The future is wide open for for the craft beer industry if it sticks to its guns, reports Leslie Williams.
Up until very recently going to the pub for a pint of beer was straightforward — there were three choices — branded lager, Smithwicks or Stout.
At least in Cork you could have Beamish or Murphy’s but for most people in Ireland if you wanted to drink beer with some actual flavour you had to drink Guinness (served far too cold).
Today, if you enter a pub in a town like Templemore or Cahir, you will find the local White Gypsy beers, in Mitchelstown it will likely be 8 Degrees beer and in the cities it is impossible to predict what will be available on tap or in bottle.
There are now over 100 different craft beer brands in Ireland (by “craft” I simply mean small-scale), just over 60 of whom have their own brewery with the remainder brewing under contract. We are certainly in a beer boom in Ireland but are we likely to also see a bust?
At the Kerrygold Ballymaloe Literary Festival this weekend is Garret Oliver who was right there at the start of the craft beer boom in the USA and has been one of the drivers of the industry through his role as brewmaster for Brooklyn Brewery and as an advocate for beer and food matching.
I began by asking Garret if he had any advice for all the new brewers — “keep it simple, make the beer you really want to drink,” he says.
“If there’s something that you think is delicious, and you think you can brew it better than everybody else, brew that. Don’t try to follow the market — lead people where you want to go”.
Oliver believes the future is wide open for the craft industry and his words should provide encouragement to brewers and anyone that simply wants a bit of flavour in their beer. Currently the craft market here is under 2% but in the US it is over 7% and growing.
“Beer is just like food with a brilliant and differentiated past and a recent industrial present, we are growing out of that industrialised boring beer era,” he says.
According to the Oxford Companion to Beer Ireland (editor in chief, Garret Oliver), Ireland had 200 breweries in the 19th Century with 55 in Dublin alone so he might be right about this.
“We are now seeing a return to the great flavours and variety we once had. To have a large part of the market taken up with highly flavoured beer is normal.
In Portland, Oregon, craft beer has more than 40% of the market. That is going to be the ‘new normal’. The only question is how long it will take; there is no limit on craft beer.”
Of course Ireland had a mini craft beer boom before in the 1990s but few from that era survived, mainly through severe pressure from the big boys (deep discounting, free kegs, interest free loans etc).

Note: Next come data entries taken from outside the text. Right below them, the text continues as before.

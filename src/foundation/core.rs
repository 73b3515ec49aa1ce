use crate::foundation::error::{BeatshadeError, BeatshadeResult};

/// Frames-per-second represented as a rational `num/den`.
#[derive(Clone, Copy, Debug, PartialEq, Eq, serde::Serialize, serde::Deserialize)]
pub struct Fps {
    /// Numerator (frames).
    pub num: u32,
    /// Denominator (seconds), must be non-zero.
    pub den: u32,
}

impl Fps {
    /// Create a validated FPS value.
    pub fn new(num: u32, den: u32) -> BeatshadeResult<Self> {
        if den == 0 {
            return Err(BeatshadeError::validation("Fps den must be > 0"));
        }
        if num == 0 {
            return Err(BeatshadeError::validation("Fps num must be > 0"));
        }
        Ok(Self { num, den })
    }

    /// Convert to floating-point FPS.
    pub fn as_f64(self) -> f64 {
        f64::from(self.num) / f64::from(self.den)
    }

    /// Parse an ffmpeg-style rate such as `60/1` or `30000/1001`.
    pub fn parse_ratio(s: &str) -> Option<Self> {
        let (num, den) = s.trim().split_once('/')?;
        let num = num.parse::<u32>().ok()?;
        let den = den.parse::<u32>().ok()?;
        Self::new(num, den).ok()
    }
}

impl std::fmt::Display for Fps {
    fn fmt(&self, f: &mut std::fmt::Formatter<'_>) -> std::fmt::Result {
        if self.den == 1 {
            write!(f, "{}", self.num)
        } else {
            write!(f, "{}/{}", self.num, self.den)
        }
    }
}

/// Output canvas dimensions in pixels.
#[derive(Clone, Copy, Debug, PartialEq, Eq, serde::Serialize, serde::Deserialize)]
pub struct Canvas {
    /// Width in pixels.
    pub width: u32,
    /// Height in pixels.
    pub height: u32,
}

impl Canvas {
    pub fn validate(self) -> BeatshadeResult<()> {
        if self.width == 0 || self.height == 0 {
            return Err(BeatshadeError::validation("canvas width/height must be > 0"));
        }
        if !self.width.is_multiple_of(2) || !self.height.is_multiple_of(2) {
            // yuv420p output needs even dimensions.
            return Err(BeatshadeError::validation(
                "canvas width/height must be even (required for yuv420p mp4 output)",
            ));
        }
        Ok(())
    }
}

/// Decimal places kept when a number is written into a filter argument.
pub const FILTER_DECIMALS: usize = 9;

/// Format a parameter the way it should appear in filter arguments.
///
/// Rounds to [`FILTER_DECIMALS`] and strips trailing zeros, so `1.3 - 1.0` prints as `0.3`.
pub fn format_number(v: f64) -> String {
    let s = format!("{v:.prec$}", prec = FILTER_DECIMALS);
    let s = s.trim_end_matches('0').trim_end_matches('.');
    match s {
        "-0" | "" => "0".to_string(),
        other => other.to_string(),
    }
}

/// The value ffmpeg will read back once `v` has gone through [`format_number`].
///
/// Range checks on anything written into the graph use this, not the raw value.
pub fn as_written(v: f64) -> f64 {
    format_number(v).parse().unwrap_or(v)
}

Anecdotal reports are that this is happening again, in addition the likes of Guinness and Heineken now have their own in-house “craft” beers.
Oliver is once again optimistic about these new pressures.
“The early craft pioneers were trying to fill an ocean. It’s really hard. Now there is an ocean to swim in — it’s still shallow, but it gets deeper every day. The only thing you can really do is not to play the money game. It is a game that you will lose,” he says.
“Quality and flavour is where you can win… let the big guys play games with cash. It only works for a while. Eventually, actual beer sales and relevance become more important than freebies. Move the game off their field and onto your field.”
Is it really that simple I ask?
“Consistency is primary, get a lab, work on your skills and technical knowledge, if you don’t have them, get them. The days of jumping straight from your kitchen into a brewery are long over.”
The beers Garret Oliver will be presenting at LitFest later today and tomorrow demonstrate just how far outside the box he is willing to think — a cider lees-aged ale and a brettanomyces yeast porter to name just two (brettanomyces is a yeast that can spoil wine but is essential to the flavour profile of Belgian Geuze beer).
“We are brewing beers that interest us — I love cocktails and wine and I’m an avid cook. I worked with Claus Meyer in Denmark when he was opening Noma and inventing a new Scandinavian food idiom and I was at Ballymaloe House in the 1990s when Darina Allen was doing pioneering work in Ireland — all of these sensibilities find their way into our beers.
"Right now we are using barrel ageing, mixed fermentations, cocktail inspirations, historical inspirations — there are a lot of branches to this tree.”
Oliver’s final advice to the Irish craft industry is simple “Quality, quality, quality. And then quality.” Let’s hope our brewers are listening.